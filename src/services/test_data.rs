use chrono::Utc;
use serde_json::{json, Value};
use crate::traits::document_store::{DocumentStore, Fields};

pub const TEST_COLLECTION: &str = "test";

/// Writes the sample test document for `user_id`. Failures are logged, not returned.
pub async fn add_test_data(store: &dyn DocumentStore, user_id: &str) -> bool {
    let Value::Object(fields) = json!({
        "name": "Test User",
        "score": 100,
        "createdAt": Utc::now().to_rfc3339(),
        "userId": user_id,
    }) else {
        return false;
    };

    match store.write(TEST_COLLECTION, user_id, fields).await {
        Ok(()) => true,
        Err(e) => {
            log::error!("❌ Error adding test data: {e}");
            false
        }
    }
}

/// Reads the test document for `user_id`. Missing documents and failures both yield `None`.
pub async fn get_test_data(store: &dyn DocumentStore, user_id: &str) -> Option<Fields> {
    match store.read(TEST_COLLECTION, user_id).await {
        Ok(fields) => fields,
        Err(e) => {
            log::error!("❌ Error getting test data: {e}");
            None
        }
    }
}

#[cfg(test)]
mod tests {
    use super::*;
    use crate::services::document_stores::memory_document_store::MemoryDocumentStore;

    #[tokio::test]
    async fn add_then_get_round_trips() {
        let store = MemoryDocumentStore::new();
        assert!(add_test_data(&store, "user-1").await);

        let fields = get_test_data(&store, "user-1").await.unwrap();
        assert_eq!(fields["name"], "Test User");
        assert_eq!(fields["score"], 100);
        assert_eq!(fields["userId"], "user-1");
        assert!(chrono::DateTime::parse_from_rfc3339(fields["createdAt"].as_str().unwrap()).is_ok());
    }

    #[tokio::test]
    async fn missing_document_is_none() {
        let store = MemoryDocumentStore::new();
        assert!(get_test_data(&store, "nobody").await.is_none());
    }

    #[tokio::test]
    async fn invalid_user_id_reports_failure() {
        let store = MemoryDocumentStore::new();
        assert!(!add_test_data(&store, "../escape").await);
        assert!(get_test_data(&store, "../escape").await.is_none());
        assert!(store.is_empty());
    }
}
mod command_runner_flow;
use async_trait::async_trait;
use reqwest::Client;
use serde_json::Value;
use crate::enums::ai_provider_error::AiProviderError;
use crate::services::rate_limiter::ApiRateLimiter;
use crate::structs::ai::gemini::gemini_content::GeminiContent;
use crate::structs::ai::gemini::gemini_generation_config::GeminiGenerationConfig;
use crate::structs::ai::gemini::gemini_request::GeminiRequest;
use crate::structs::config::ai_config::AiConfig;
use crate::traits::text_generator::TextGenerator;

#[derive(Clone)]
pub struct GeminiProvider {
    api_key: String,
    base_url: String,
    client: Client,
    model: String,
    temperature: Option<f32>,
    max_output_tokens: Option<u32>,
    rate_limiter: ApiRateLimiter,
}

impl GeminiProvider {
    pub fn new(api_key: String, rate_limiter: ApiRateLimiter) -> Self {
        Self {
            api_key,
            base_url: "https://generativelanguage.googleapis.com/v1beta".to_string(),
            client: Client::new(),
            model: "gemini-2.0-flash".to_string(),
            temperature: None,
            max_output_tokens: None,
            rate_limiter,
        }
    }

    pub fn from_config(config: &AiConfig, api_key: String) -> Self {
        Self::new(api_key, ApiRateLimiter::new(config.rate_limit_per_minute))
            .with_model(config.model.clone())
            .with_base_url(config.base_url.clone())
            .with_generation(config.temperature, config.max_output_tokens)
    }

    #[must_use]
    pub fn with_model(mut self, model: String) -> Self {
        self.model = model;
        self
    }

    #[must_use]
    pub fn with_base_url(mut self, base_url: String) -> Self {
        self.base_url = base_url.trim_end_matches('/').to_string();
        self
    }

    #[must_use]
    pub fn with_generation(mut self, temperature: f32, max_output_tokens: u32) -> Self {
        self.temperature = Some(temperature);
        self.max_output_tokens = Some(max_output_tokens);
        self
    }

    pub fn model(&self) -> &str {
        &self.model
    }

    fn get_request(&self, prompt: String) -> GeminiRequest {
        let generation_config = if self.temperature.is_some() || self.max_output_tokens.is_some() {
            Some(GeminiGenerationConfig {
                temperature: self.temperature,
                max_output_tokens: self.max_output_tokens,
                candidate_count: Some(1),
            })
        } else {
            None
        };

        GeminiRequest {
            contents: vec![GeminiContent::user(prompt)],
            generation_config,
        }
    }

    fn endpoint_url(&self) -> String {
        format!("{}/models/{}:generateContent", self.base_url, self.model)
    }

    pub(crate) fn map_error_status(status: u16, error_text: String) -> AiProviderError {
        match status {
            400 => AiProviderError::ApiError(format!("Bad request: {error_text}")),
            401 => AiProviderError::AuthenticationError(error_text),
            403 => AiProviderError::ApiError(format!("Forbidden: {error_text}")),
            429 => AiProviderError::ApiError(format!("Rate limit exceeded: {error_text}")),
            _ => AiProviderError::ApiError(format!("HTTP {status}: {error_text}")),
        }
    }

    pub(crate) fn extract_reply_text(json: &Value) -> Result<String, AiProviderError> {
        if let Some(error) = json.get("error") {
            let error_message = error.get("message")
                .and_then(Value::as_str)
                .unwrap_or("Unknown error");
            return Err(AiProviderError::ApiError(error_message.to_string()));
        }

        json
            .get("candidates")
            .and_then(Value::as_array)
            .and_then(|candidates| candidates.first())
            .and_then(|candidate| candidate.get("content"))
            .and_then(|content| content.get("parts"))
            .and_then(Value::as_array)
            .and_then(|parts| parts.first())
            .and_then(|part| part.get("text"))
            .and_then(Value::as_str)
            .map(ToString::to_string)
            .ok_or_else(|| AiProviderError::SerializationError("No content in response".to_string()))
    }
}

#[async_trait]
impl TextGenerator for GeminiProvider {
    async fn generate(&self, prompt: String) -> Result<String, AiProviderError> {
        self.rate_limiter.acquire().await;

        log::info!("📦 Request model: {}", self.model);
        let request_body = self.get_request(prompt);

        let response = self.client
            .post(self.endpoint_url())
            .query(&[("key", self.api_key.as_str())])
            .header("Content-Type", "application/json")
            .json(&request_body)
            .send()
            .await
            .map_err(|e| AiProviderError::NetworkError(e.without_url().to_string()))?;

        if !response.status().is_success() {
            let status = response.status();
            let error_text = response
                .text()
                .await
                .unwrap_or_else(|_| "Unknown error".to_string());

            log::error!("❌ Gemini API Error Response: {error_text}");
            return Err(Self::map_error_status(status.as_u16(), error_text));
        }

        let json: Value = response.json().await
            .map_err(|e| AiProviderError::SerializationError(e.without_url().to_string()))?;

        Self::extract_reply_text(&json)
    }
}
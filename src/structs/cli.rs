use clap::Parser;
use crate::enums::commands::Commands;

#[derive(Parser)]
#[clap(name = "snippet-analyzer")]
#[clap(about = "AI-assisted code snippet analysis", long_about = None)]
pub struct Cli {
    #[clap(subcommand)]
    pub command: Commands,
}
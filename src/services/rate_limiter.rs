use governor::{Quota, RateLimiter, Jitter};
use governor::clock::DefaultClock;
use governor::state::{InMemoryState, NotKeyed};
use std::num::NonZeroU32;
use std::sync::Arc;
use nonzero_ext::nonzero;
use std::time::Duration;

/// Spaces outbound generation calls. Waits, never rejects.
#[derive(Clone)]
pub struct ApiRateLimiter {
    limiter: Arc<RateLimiter<NotKeyed, InMemoryState, DefaultClock>>,
    burst_limiter: Arc<RateLimiter<NotKeyed, InMemoryState, DefaultClock>>,
}

impl ApiRateLimiter {
    pub fn new(requests_per_minute: u32) -> Self {
        let per_minute = NonZeroU32::new(requests_per_minute).unwrap_or(nonzero!(15u32));

        let limiter = Arc::new(RateLimiter::direct(
            Quota::per_minute(per_minute)
        ));

        let burst_limiter = Arc::new(RateLimiter::direct(
            Quota::per_second(nonzero!(2u32))
        ));

        Self {
            limiter,
            burst_limiter,
        }
    }

    pub async fn acquire(&self) {
        self.burst_limiter.until_ready().await;
        self.limiter.until_ready_with_jitter(Jitter::up_to(Duration::from_millis(100))).await;
    }
}

impl Default for ApiRateLimiter {
    fn default() -> Self {
        Self::new(15)
    }
}

#[cfg(test)]
mod tests {
    use super::*;

    #[tokio::test]
    async fn first_acquire_is_immediate() {
        let limiter = ApiRateLimiter::new(60);
        let started = std::time::Instant::now();
        limiter.acquire().await;
        assert!(started.elapsed() < Duration::from_secs(1));
    }

    #[tokio::test]
    async fn zero_quota_falls_back_to_default() {
        let limiter = ApiRateLimiter::new(0);
        limiter.acquire().await;
    }
}
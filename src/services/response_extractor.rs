use once_cell::sync::Lazy;
use regex::Regex;
use serde_json::Value;
use crate::enums::extraction_error::ExtractionError;
use crate::structs::analysis_result::AnalysisResult;

static FENCED_OBJECT: Lazy<Regex> = Lazy::new(|| Regex::new(r"```(?:json)?\s*(\{[\s\S]*?\})\s*```").expect("valid fenced-block regex"));

// First `{` to the nearest `}`. A nested object or a stray brace in leading prose
// yields the wrong span; only the first candidate is ever tried.
static FIRST_BRACE_SPAN: Lazy<Regex> = Lazy::new(|| Regex::new(r"\{[\s\S]*?\}").expect("valid brace-span regex"));

/// Recovers an [`AnalysisResult`] from a model completion.
///
/// Tried in order: the whole text as JSON, the first fenced block holding an
/// object, then the first brace-delimited span. Once a fenced block matches,
/// its verdict is final.
pub fn extract(raw_text: &str) -> Result<AnalysisResult, ExtractionError> {
    if let Ok(result) = parse_object(raw_text) {
        return Ok(result);
    }

    if let Some(captures) = FENCED_OBJECT.captures(raw_text) {
        if let Some(candidate) = captures.get(1) {
            log::debug!("🔎 Parsing fenced JSON block at byte {}", candidate.start());
            return parse_object(candidate.as_str());
        }
    }

    let candidate = FIRST_BRACE_SPAN
        .find(raw_text)
        .ok_or(ExtractionError::NoJsonFound)?;
    log::debug!("🔎 Parsing brace span at byte {}", candidate.start());
    parse_object(candidate.as_str())
}

/// Same as [`extract`], substituting the unparsable fallback record on failure.
pub fn extract_or_fallback(raw_text: &str) -> AnalysisResult {
    match extract(raw_text) {
        Ok(result) => result,
        Err(e) => {
            log::warn!("⚠️ Failed to parse model response: {e}");
            log::debug!("Raw response: {raw_text}");
            AnalysisResult::unparsable()
        }
    }
}

fn parse_object(candidate: &str) -> Result<AnalysisResult, ExtractionError> {
    let value: Value = serde_json::from_str(candidate)?;
    if !value.is_object() {
        return Err(ExtractionError::NotAnObject);
    }
    Ok(serde_json::from_value(value)?)
}

#[cfg(test)]
mod tests {
    use super::*;

    fn sample() -> AnalysisResult {
        AnalysisResult {
            explanation: "ok".to_string(),
            suggestions: vec!["a".to_string()],
            improvements: vec![],
            security: vec![],
        }
    }

    #[test]
    fn parses_plain_json() {
        let raw = r#"{"explanation":"ok","suggestions":["a"],"improvements":[],"security":[]}"#;
        assert_eq!(extract(raw).unwrap(), sample());
    }

    #[test]
    fn parses_json_with_surrounding_whitespace() {
        let raw = "\n  {\"explanation\":\"ok\",\"suggestions\":[\"a\"]}  \n";
        assert_eq!(extract(raw).unwrap(), sample());
    }

    #[test]
    fn parses_fenced_block_with_json_tag() {
        let raw = "```json\n{\"explanation\":\"ok\",\"suggestions\":[\"a\"],\"improvements\":[],\"security\":[]}\n```";
        assert_eq!(extract(raw).unwrap(), sample());
    }

    #[test]
    fn parses_untagged_fence_inside_prose() {
        let raw = "Here is my analysis:\n```\n{\"explanation\":\"ok\",\"suggestions\":[\"a\"]}\n```\nHope it helps!";
        assert_eq!(extract(raw).unwrap(), sample());
    }

    #[test]
    fn fenced_block_keeps_nested_objects() {
        let raw = "```json\n{\"explanation\":\"ok\",\"suggestions\":[\"a\"],\"meta\":{\"x\":1}}\n```";
        assert_eq!(extract(raw).unwrap(), sample());
    }

    #[test]
    fn uses_first_fenced_block_only() {
        let raw = "```json\n{\"explanation\":\"first\"}\n```\n```json\n{\"explanation\":\"second\"}\n```";
        assert_eq!(extract(raw).unwrap().explanation, "first");
    }

    #[test]
    fn invalid_fenced_block_does_not_fall_through() {
        let raw = "```json\n{\"explanation\": oops}\n```\nlater {\"explanation\":\"ok\"}";
        assert!(matches!(extract(raw), Err(ExtractionError::InvalidJson(_))));
    }

    #[test]
    fn recovers_object_after_prose() {
        let raw = "Sure! The analysis is {\"explanation\":\"ok\",\"suggestions\":[\"a\"]} as requested.";
        assert_eq!(extract(raw).unwrap(), sample());
    }

    #[test]
    fn only_first_of_several_objects_is_recovered() {
        let raw = "A: {\"explanation\":\"one\"} B: {\"explanation\":\"two\"}";
        assert_eq!(extract(raw).unwrap().explanation, "one");
    }

    #[test]
    fn stray_brace_in_prose_captures_wrong_span() {
        let raw = "use {braces} carefully: {\"explanation\":\"ok\"}";
        assert!(matches!(extract(raw), Err(ExtractionError::InvalidJson(_))));
    }

    #[test]
    fn nested_object_outside_fence_is_truncated() {
        let raw = "Result: {\"explanation\":\"ok\",\"meta\":{\"x\":1}} done";
        assert!(extract(raw).is_err());
    }

    #[test]
    fn top_level_non_object_is_rejected() {
        assert!(matches!(extract("[1, 2, 3]"), Err(ExtractionError::NoJsonFound)));
        assert!(matches!(extract("\"just a string\""), Err(ExtractionError::NoJsonFound)));
    }

    #[test]
    fn lone_string_list_is_wrapped() {
        let raw = r#"{"explanation":"ok","suggestions":"use const","improvements":[],"security":[]}"#;
        let result = extract(raw).unwrap();
        assert_eq!(result.suggestions, vec!["use const".to_string()]);
        assert_ne!(extract_or_fallback(raw), AnalysisResult::unparsable());
    }

    #[test]
    fn numbers_in_lists_are_stringified() {
        let result = extract(r#"{"explanation":"ok","suggestions":["a", 3]}"#).unwrap();
        assert_eq!(result.suggestions, vec!["a".to_string(), "3".to_string()]);
    }

    #[test]
    fn numeric_explanation_is_kept_as_text() {
        assert_eq!(extract(r#"{"explanation": 42}"#).unwrap().explanation, "42");
    }

    #[test]
    fn text_without_json_is_reported() {
        assert!(matches!(extract("not json at all"), Err(ExtractionError::NoJsonFound)));
        assert!(matches!(extract(""), Err(ExtractionError::NoJsonFound)));
    }

    #[test]
    fn fallback_is_returned_for_unparsable_text() {
        assert_eq!(extract_or_fallback("not json at all"), AnalysisResult::unparsable());
    }
}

→ Problem requirements
Quote the records from their first line to the line with "use reqwest::Client;", inclusive, without adding or dropping anything.

→ Solution to this task
filename src/services/test_data.rs
use chrono::Utc;
use serde_json::{json, Value};
use crate::traits::document_store::{DocumentStore, Fields};

pub const TEST_COLLECTION: &str = "test";

/// Writes the sample test document for `user_id`. Failures are logged, not returned.
pub async fn add_test_data(store: &dyn DocumentStore, user_id: &str) -> bool {
    let Value::Object(fields) = json!({
        "name": "Test User",
        "score": 100,
        "createdAt": Utc::now().to_rfc3339(),
        "userId": user_id,
    }) else {
        return false;
    };

    match store.write(TEST_COLLECTION, user_id, fields).await {
        Ok(()) => true,
        Err(e) => {
            log::error!("❌ Error adding test data: {e}");
            false
        }
    }
}

/// Reads the test document for `user_id`. Missing documents and failures both yield `None`.
pub async fn get_test_data(store: &dyn DocumentStore, user_id: &str) -> Option<Fields> {
    match store.read(TEST_COLLECTION, user_id).await {
        Ok(fields) => fields,
        Err(e) => {
            log::error!("❌ Error getting test data: {e}");
            None
        }
    }
}

#[cfg(test)]
mod tests {
    use super::*;
    use crate::services::document_stores::memory_document_store::MemoryDocumentStore;

    #[tokio::test]
    async fn add_then_get_round_trips() {
        let store = MemoryDocumentStore::new();
        assert!(add_test_data(&store, "user-1").await);

        let fields = get_test_data(&store, "user-1").await.unwrap();
        assert_eq!(fields["name"], "Test User");
        assert_eq!(fields["score"], 100);
        assert_eq!(fields["userId"], "user-1");
        assert!(chrono::DateTime::parse_from_rfc3339(fields["createdAt"].as_str().unwrap()).is_ok());
    }

    #[tokio::test]
    async fn missing_document_is_none() {
        let store = MemoryDocumentStore::new();
        assert!(get_test_data(&store, "nobody").await.is_none());
    }

    #[tokio::test]
    async fn invalid_user_id_reports_failure() {
        let store = MemoryDocumentStore::new();
        assert!(!add_test_data(&store, "../escape").await);
        assert!(get_test_data(&store, "../escape").await.is_none());
        assert!(store.is_empty());
    }
}
mod command_runner_flow;
use async_trait::async_trait;
use reqwest::Client;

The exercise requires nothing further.